L’ho contattato soprattutto per una ragione: farmi raccontare le sue esperienze fatte nel continente africano e condividere con voi lettori gli input che hanno portato un ragazzo così semplice ed umile ad intraprendere un’attività certamente impegnativa, ma allo stesso tempo molto “remunerativa” dal punto di vista umano.
Abbiamo incontrato Stefano a casa sua; sono stato accolto molto gentilmente ed insieme abbiamo cominciato una chiaccherata molto intensa di cui ovviamente vi riassumerò i punti più salienti.
Di che cosa si occupa in Africa e in quali luoghi opera?
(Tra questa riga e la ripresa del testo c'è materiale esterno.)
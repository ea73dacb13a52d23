//! Moka-backed call session store
//!
//! One entry per live call. `get_with` creates the session exactly once even
//! when the first webhooks for a call arrive concurrently, and the per-call
//! mutex serializes every later callback for that call.

use std::{fmt, sync::Arc, time::Duration};

use application::ports::{SessionGuard, SessionStorePort};
use async_trait::async_trait;
use domain::{CallSession, CallSid, SessionLimits};
use moka::future::Cache;
use tokio::sync::Mutex;
use tracing::{debug, instrument};

use crate::config::ConversationConfig;

type SharedSession = Arc<Mutex<CallSession>>;

/// In-process session store with idle expiry and a capacity bound
pub struct MokaSessionStore {
    cache: Cache<CallSid, SharedSession>,
}

impl fmt::Debug for MokaSessionStore {
    fn fmt(&self, f: &mut fmt::Formatter<'_>) -> fmt::Result {
        f.debug_struct("MokaSessionStore")
            .field("entries", &self.cache.entry_count())
            .finish()
    }
}

impl MokaSessionStore {
    /// Sessions are dropped after `idle_timeout` without a callback
    pub fn new(idle_timeout: Duration, max_sessions: u64) -> Self {
        let cache = Cache::builder()
            .max_capacity(max_sessions)
            .time_to_idle(idle_timeout)
            .build();
        Self { cache }
    }

    pub fn from_config(config: &ConversationConfig) -> Self {
        Self::new(config.session_idle_timeout(), config.max_sessions)
    }
}

#[async_trait]
impl SessionStorePort for MokaSessionStore {
    #[instrument(skip(self, call_sid, limits), fields(call_sid = %call_sid))]
    async fn acquire(&self, call_sid: &CallSid, limits: SessionLimits) -> SessionGuard {
        let session = self
            .cache
            .get_with_by_ref(call_sid, async {
                debug!("Creating call session");
                Arc::new(Mutex::new(CallSession::new(call_sid.clone(), limits)))
            })
            .await;
        session.lock_owned().await
    }

    async fn get(&self, call_sid: &CallSid) -> Option<CallSession> {
        let session = self.cache.get(call_sid).await?;
        let snapshot = session.lock().await.clone();
        Some(snapshot)
    }

    async fn list(&self) -> Vec<CallSession> {
        let entries: Vec<SharedSession> = self.cache.iter().map(|(_, session)| session).collect();

        let mut sessions = Vec::with_capacity(entries.len());
        for session in entries {
            sessions.push(session.lock().await.clone());
        }
        sessions.sort_by_key(CallSession::created_at);
        sessions
    }

    #[instrument(skip(self, call_sid), fields(call_sid = %call_sid))]
    async fn remove(&self, call_sid: &CallSid) -> bool {
        let removed = self.cache.remove(call_sid).await.is_some();
        if removed {
            debug!("Removed call session");
        }
        removed
    }

    fn len(&self) -> u64 {
        self.cache.entry_count()
    }
}

#[cfg(test)]
mod tests {
    use domain::{NextAction, TurnState};

    use super::*;

    fn sid(value: &str) -> CallSid {
        CallSid::new(value).unwrap()
    }

    fn store() -> MokaSessionStore {
        MokaSessionStore::new(Duration::from_secs(900), 100)
    }

    #[tokio::test]
    async fn acquire_creates_session_once() {
        let store = store();
        let call = sid("CA123");

        {
            let mut session = store.acquire(&call, SessionLimits::default()).await;
            assert_eq!(session.state(), TurnState::Start);
            session.transition(TurnState::AwaitingSpeech).unwrap();
        }

        let session = store.acquire(&call, SessionLimits::default()).await;
        assert_eq!(session.state(), TurnState::AwaitingSpeech);
    }

    #[tokio::test]
    async fn limits_apply_to_new_sessions() {
        let store = store();
        let limits = SessionLimits {
            max_turns: 5,
            max_transcript_entries: 4,
        };
        let session = store.acquire(&sid("CA1"), limits).await;
        assert_eq!(session.max_turns(), 5);
        assert_eq!(session.transcript().capacity(), 4);
    }

    #[tokio::test]
    async fn get_returns_snapshot() {
        let store = store();
        let call = sid("CA9");
        assert!(store.get(&call).await.is_none());

        {
            let mut session = store.acquire(&call, SessionLimits::default()).await;
            session.emit(NextAction::Prompt {
                text: "Hello".to_string(),
            });
        }

        let snapshot = store.get(&call).await.unwrap();
        assert_eq!(snapshot.exchanges(), 1);
        assert_eq!(snapshot.call_sid(), &call);
    }

    #[tokio::test]
    async fn concurrent_first_contacts_share_one_session() {
        let store = Arc::new(store());
        let call = sid("CA-race");

        let tasks: Vec<_> = (0..16)
            .map(|_| {
                let store = store.clone();
                let call = call.clone();
                tokio::spawn(async move {
                    let mut session = store.acquire(&call, SessionLimits::default()).await;
                    session.emit(NextAction::Prompt {
                        text: "Hi".to_string(),
                    })
                })
            })
            .collect();
        for task in tasks {
            task.await.unwrap();
        }

        let snapshot = store.get(&call).await.unwrap();
        assert_eq!(snapshot.exchanges(), 16);
        assert_eq!(store.list().await.len(), 1);
    }

    #[tokio::test]
    async fn guard_serializes_access() {
        let store = Arc::new(store());
        let call = sid("CA-lock");
        let guard = store.acquire(&call, SessionLimits::default()).await;

        let contender = {
            let store = store.clone();
            let call = call.clone();
            tokio::spawn(async move {
                let session = store.acquire(&call, SessionLimits::default()).await;
                session.exchanges()
            })
        };

        tokio::task::yield_now().await;
        assert!(!contender.is_finished());

        let mut guard = guard;
        guard.emit(NextAction::Prompt {
            text: "first".to_string(),
        });
        drop(guard);

        assert_eq!(contender.await.unwrap(), 1);
    }

    #[tokio::test]
    async fn list_and_remove() {
        let store = store();
        for id in ["CA1", "CA2", "CA3"] {
            drop(store.acquire(&sid(id), SessionLimits::default()).await);
        }

        assert_eq!(store.list().await.len(), 3);
        assert!(store.remove(&sid("CA2")).await);
        assert!(!store.remove(&sid("CA2")).await);

        let remaining: Vec<String> = store
            .list()
            .await
            .iter()
            .map(|s| s.call_sid().to_string())
            .collect();
        assert_eq!(remaining.len(), 2);
        assert!(!remaining.contains(&"CA2".to_string()));
    }

    #[tokio::test]
    async fn idle_sessions_expire() {
        let store = MokaSessionStore::new(Duration::from_millis(50), 100);
        let call = sid("CA-idle");
        drop(store.acquire(&call, SessionLimits::default()).await);

        tokio::time::sleep(Duration::from_millis(200)).await;
        assert!(store.get(&call).await.is_none());

        let fresh = store.acquire(&call, SessionLimits::default()).await;
        assert_eq!(fresh.exchanges(), 0);
    }
}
Grazie a te e al tuo giornale per darmi l’opportunità di parlare di una delle cose che mi sta più a cuore, ovvero l’Africa. Io sono un musicista di professione, lavoro principalmente da cantante, produttore e presentatore, ma per circa cinque mesi all’anno svolgo l’attività di guida turistica professionale in Africa, prevalentemente nella savana del Kenia e, seppur con minor frequenza, anche in Namibia e Sudafrica. Svolgo questo lavoro da free lance e quindi mi occupo di tutto l’iter organizzativo che va dal reclutamento dei gruppi che esprimono il proprio desiderio di visitare la savana keniota, all’organizzazione di tutto il percorso dal momento in cui questi arrivano con l’aereo sino alla messa a punto di tutti i dettagli per il soggiorno. Si tratta di gruppi che vanno da un minimo di quattro ad un massimo di sei persone. Pur avendo lavorato in passato alle dipendenze di un tour operator, posso dire che preferisco decisamente lavorare da free lance in quanto, nonostante le responsabilità siano maggiori, posso permettermi di organizzare le escursioni secondo quelli che sono i miei gusti e quelle che io ritengo essere le cose principali da vedere. Per svolgere quest’attività sono in costante collegamento con delle società del luogo, che mi permettono di appoggiarmi a loro per l’organizzazione del soggiorno dei gruppi.
Da Furtei all’Africa: cosa l’ha spinto ad intraprendere questa strada?
Mi ha spinto mio padre che purtroppo non c’è più da un po’ di tempo. Lui era un appassionato di documentari sull’Africa ed io, nonostante fossi ancora bambino, passavo molto tempo con lui a guardarli. Mi piacevano, ma data l’età, non potevo essere completamente assuefatto da quel tipo di programma; ma si sa, i bambini sono spugne nell’apprendimento e in quel periodo ho imparato tante di quelle cose sugli animali e gli ecosistemi africani che, una volta diventato grande, mi sono reso conto di aver memorizzato molto bene. Mio padre, da grande appassionato qual era, aveva un grande desiderio ovvero quello di poter visitare l’Africa. Purtroppo è andato via troppo presto e non ha potuto realizzare il suo sogno. É stato in quel momento che ho preso la decisione di partire; mi sentivo di doverglielo e l’ho fatto. Da lì è iniziata la mia avventura con il continente africano ed il Kenya in particolare.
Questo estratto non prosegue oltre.